*** Block opens ***

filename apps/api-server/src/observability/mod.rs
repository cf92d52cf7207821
//! Observability module - request IDs.

mod request_id;

pub use request_id::{REQUEST_ID_HEADER, RequestIdMiddleware};
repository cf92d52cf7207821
//! Follow relationships.

use actix_web::{HttpResponse, web};

use playgrade_core::RepoError;
use playgrade_core::domain::validate_follow;
use playgrade_shared::dto::{FollowRequest, FollowStatusResponse, MessageResponse};

use crate::middleware::auth::Identity;
use crate::middleware::error::{AppError, AppResult};
use crate::state::AppState;

fn followee(req: &FollowRequest) -> AppResult<i32> {
    req.followee_id
        .ok_or_else(|| AppError::bad_request("followee_id is required"))
}

/// POST /follows
pub async fn follow(
    state: web::Data<AppState>,
    identity: Identity,
    body: web::Json<FollowRequest>,
) -> AppResult<HttpResponse> {
    let followee_id = followee(&body)?;
    validate_follow(identity.user_id, followee_id)?;

    state
        .follows
        .follow(identity.user_id, followee_id)
        .await
        .map_err(|e| match e {
            RepoError::NotFound => AppError::not_found("User not found"),
            RepoError::Constraint(_) => AppError::bad_request("Already following this user"),
            other => other.into(),
        })?;

    Ok(HttpResponse::Created().json(MessageResponse::new("Followed successfully")))
}

/// DELETE /follows
pub async fn unfollow(
    state: web::Data<AppState>,
    identity: Identity,
    body: web::Json<FollowRequest>,
) -> AppResult<HttpResponse> {
    let followee_id = followee(&body)?;

    state
        .follows
        .unfollow(identity.user_id, followee_id)
        .await
        .map_err(|e| match e {
            RepoError::NotFound => AppError::bad_request("Not following this user"),
            other => other.into(),
        })?;

    Ok(HttpResponse::Ok().json(MessageResponse::new("Unfollowed successfully")))
}

/// GET /follows/status/{id}
pub async fn follow_status(
    state: web::Data<AppState>,
    identity: Identity,
    path: web::Path<i32>,
) -> AppResult<HttpResponse> {
    let is_following = state
        .follows
        .is_following(identity.user_id, path.into_inner())
        .await?;

    Ok(HttpResponse::Ok().json(FollowStatusResponse { is_following }))
}
//! Image storage port.

use async_trait::async_trait;

/// Where uploaded images live. Rows reference them by public URL path.
#[async_trait]
pub trait ImageStore: Send + Sync {
    /// Store `bytes` under a fresh random name with the given extension.
    /// Returns the public URL path (e.g. `/uploads/<name>`).
    async fn save(&self, extension: &str, bytes: &[u8]) -> Result<String, StorageError>;

    /// Read a stored image by file name.
    async fn open(&self, filename: &str) -> Result<Vec<u8>, StorageError>;

    /// Remove the file behind a public URL. Missing files are not an error.
    async fn remove(&self, url: &str) -> Result<(), StorageError>;
}

#[derive(Debug, thiserror::Error)]
pub enum StorageError {
    #[error("File not found")]
    NotFound,

    #[error("Invalid file name")]
    InvalidName,

    #[error("Storage I/O failed: {0}")]
    Io(String),
}
use std::collections::BTreeMap;

use chrono::Utc;
use sea_orm::prelude::DateTimeWithTimeZone;
use sea_orm::{DatabaseBackend, MockDatabase, MockExecResult, Value};

use playgrade_core::domain::{
    Audience, Category, FeedFilter, LikeTarget, NewReply, PageRequest, SortOrder, User,
};
use playgrade_core::error::RepoError;
use playgrade_core::ports::{
    BaseRepository, FollowRepository, LikeRepository, PostRepository, ReplyRepository,
    UserRepository,
};

use super::entity::{like, post, user};
use super::postgres_repo::{
    PostgresFollowRepository, PostgresLikeRepository, PostgresPostRepository,
    PostgresReplyRepository, PostgresUserRepository,
};

fn now() -> DateTimeWithTimeZone {
    Utc::now().into()
}

fn user_model(id: i32) -> user::Model {
    user::Model {
        user_id: id,
        username: "alice".to_owned(),
        email: "alice@example.com".to_owned(),
        password_hash: "hash".to_owned(),
        is_admin: false,
        profile_picture: None,
        created_at: now(),
    }
}

fn post_model(id: i32) -> post::Model {
    post::Model {
        post_id: id,
        poster_id: 1,
        title: "Best boss fights".to_owned(),
        body: "Discuss.".to_owned(),
        category: post::CategoryCode::Games,
        image_url: None,
        like_count: 0,
        reply_count: 0,
        created_at: now(),
    }
}

fn like_model(user_id: i32, post_id: i32) -> like::Model {
    like::Model {
        like_id: 1,
        user_id,
        post_id: Some(post_id),
        reply_id: None,
        created_at: now(),
    }
}

fn exec(rows_affected: u64) -> MockExecResult {
    MockExecResult {
        last_insert_id: 0,
        rows_affected,
    }
}

#[tokio::test]
async fn finds_user_by_id() {
    let db = MockDatabase::new(DatabaseBackend::Postgres)
        .append_query_results([vec![user_model(7)]])
        .into_connection();
    let repo = PostgresUserRepository::new(db);

    let user: Option<User> = repo.find_by_id(7).await.unwrap();

    let user = user.unwrap();
    assert_eq!(user.id, 7);
    assert_eq!(user.username, "alice");
    assert!(!user.is_admin);
}

#[tokio::test]
async fn username_update_on_missing_user_is_not_found() {
    let db = MockDatabase::new(DatabaseBackend::Postgres)
        .append_exec_results([exec(0)])
        .into_connection();
    let repo = PostgresUserRepository::new(db);

    let result = repo.update_username(42, "bob").await;

    assert!(matches!(result, Err(RepoError::NotFound)));
}

#[tokio::test]
async fn like_on_missing_post_is_not_found() {
    let db = MockDatabase::new(DatabaseBackend::Postgres)
        .append_query_results([Vec::<post::Model>::new()])
        .into_connection();
    let repo = PostgresLikeRepository::new(db);

    let result = repo.like(1, LikeTarget::Post(99)).await;

    assert!(matches!(result, Err(RepoError::NotFound)));
}

#[tokio::test]
async fn second_like_is_a_constraint_violation() {
    let db = MockDatabase::new(DatabaseBackend::Postgres)
        .append_query_results([vec![post_model(5)]])
        .append_query_results([vec![like_model(1, 5)]])
        .into_connection();
    let repo = PostgresLikeRepository::new(db);

    let result = repo.like(1, LikeTarget::Post(5)).await;

    assert!(matches!(result, Err(RepoError::Constraint(_))));
}

#[tokio::test]
async fn like_inserts_row_and_bumps_counter() {
    let db = MockDatabase::new(DatabaseBackend::Postgres)
        .append_query_results([vec![post_model(5)]])
        .append_query_results([Vec::<like::Model>::new()])
        .append_query_results([vec![like_model(1, 5)]])
        .append_exec_results([exec(1)])
        .into_connection();
    let repo = PostgresLikeRepository::new(db);

    repo.like(1, LikeTarget::Post(5)).await.unwrap();
}

#[tokio::test]
async fn unlike_without_like_is_not_found() {
    let db = MockDatabase::new(DatabaseBackend::Postgres)
        .append_query_results([vec![post_model(5)]])
        .append_exec_results([exec(0)])
        .into_connection();
    let repo = PostgresLikeRepository::new(db);

    let result = repo.unlike(1, LikeTarget::Post(5)).await;

    assert!(matches!(result, Err(RepoError::NotFound)));
}

#[tokio::test]
async fn reply_to_missing_post_is_not_found() {
    let db = MockDatabase::new(DatabaseBackend::Postgres)
        .append_query_results([Vec::<post::Model>::new()])
        .into_connection();
    let repo = PostgresReplyRepository::new(db);

    let reply = NewReply::new(404, 1, "hello".to_owned()).unwrap();
    let result = repo.create(reply).await;

    assert!(matches!(result, Err(RepoError::NotFound)));
}

#[tokio::test]
async fn follow_of_missing_user_is_not_found() {
    let db = MockDatabase::new(DatabaseBackend::Postgres)
        .append_query_results([Vec::<user::Model>::new()])
        .into_connection();
    let repo = PostgresFollowRepository::new(db);

    let result = repo.follow(1, 2).await;

    assert!(matches!(result, Err(RepoError::NotFound)));
}

#[tokio::test]
async fn guest_followed_feed_is_empty_without_querying() {
    let db = MockDatabase::new(DatabaseBackend::Postgres).into_connection();
    let repo = PostgresPostRepository::new(db);
    let filter = FeedFilter {
        audience: Audience::Followed,
        ..Default::default()
    };

    let page = repo
        .list(&filter, None, PageRequest::default())
        .await
        .unwrap();

    assert!(page.items.is_empty());
    assert_eq!(page.total, 0);
}

#[tokio::test]
async fn list_maps_rows_and_total() {
    let row = BTreeMap::from([
        ("post_id", Value::from(3)),
        ("poster_id", Value::from(1)),
        ("title", Value::from("Soundtracks")),
        ("body", Value::from("Favourite scores?")),
        ("category", Value::from("M")),
        ("image_url", Value::String(None)),
        ("like_count", Value::from(4)),
        ("reply_count", Value::from(2)),
        ("created_at", Value::from(now())),
        ("username", Value::from("alice")),
        ("profile_picture", Value::String(None)),
        ("liked", Value::from(true)),
    ]);
    let count = BTreeMap::from([("total", Value::BigInt(Some(2)))]);

    let db = MockDatabase::new(DatabaseBackend::Postgres)
        .append_query_results([vec![count]])
        .append_query_results([vec![row]])
        .into_connection();
    let repo = PostgresPostRepository::new(db);
    let filter = FeedFilter {
        categories: vec![Category::Music],
        sort: SortOrder::MostLiked,
        ..Default::default()
    };

    let page = repo
        .list(&filter, Some(1), PageRequest::new(Some(1), Some(1)).unwrap())
        .await
        .unwrap();

    assert_eq!(page.total, 2);
    assert_eq!(page.total_pages, 2);
    assert_eq!(page.items.len(), 1);
    let view = &page.items[0];
    assert_eq!(view.post.category, Category::Music);
    assert_eq!(view.post.like_count, 4);
    assert_eq!(view.username, "alice");
    assert!(view.liked);
}

#[tokio::test]
async fn page_past_the_end_skips_the_row_query() {
    let count = BTreeMap::from([("total", Value::BigInt(Some(3)))]);
    let db = MockDatabase::new(DatabaseBackend::Postgres)
        .append_query_results([vec![count]])
        .into_connection();
    let repo = PostgresPostRepository::new(db);

    let request = PageRequest::new(Some(i64::MAX / 100), Some(100)).unwrap();
    let page = repo
        .list(&FeedFilter::default(), None, request)
        .await
        .unwrap();

    assert!(page.items.is_empty());
    assert_eq!(page.total, 3);
    assert_eq!(page.total_pages, 1);
    assert_eq!(page.page, request.page);
}
//! Serves stored images.

use actix_web::{HttpResponse, http::header, web};

use crate::middleware::error::AppResult;
use crate::state::AppState;

/// GET /uploads/{filename}
pub async fn serve_upload(
    state: web::Data<AppState>,
    path: web::Path<String>,
) -> AppResult<HttpResponse> {
    let filename = path.into_inner();
    let bytes = state.images.open(&filename).await?;
    let mime = mime_guess::from_path(&filename).first_or_octet_stream();

    Ok(HttpResponse::Ok()
        .insert_header((header::CONTENT_TYPE, mime.essence_str()))
        .insert_header((header::CACHE_CONTROL, "public, max-age=86400"))
        .body(bytes))
}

*** Block closes ***

* What to work on *
Search the entries for the word "NewReply". Copy each line where it appears.

* Solution to this task *
    Audience, Category, FeedFilter, LikeTarget, NewReply, PageRequest, SortOrder, User,
    let reply = NewReply::new(404, 1, "hello".to_owned()).unwrap();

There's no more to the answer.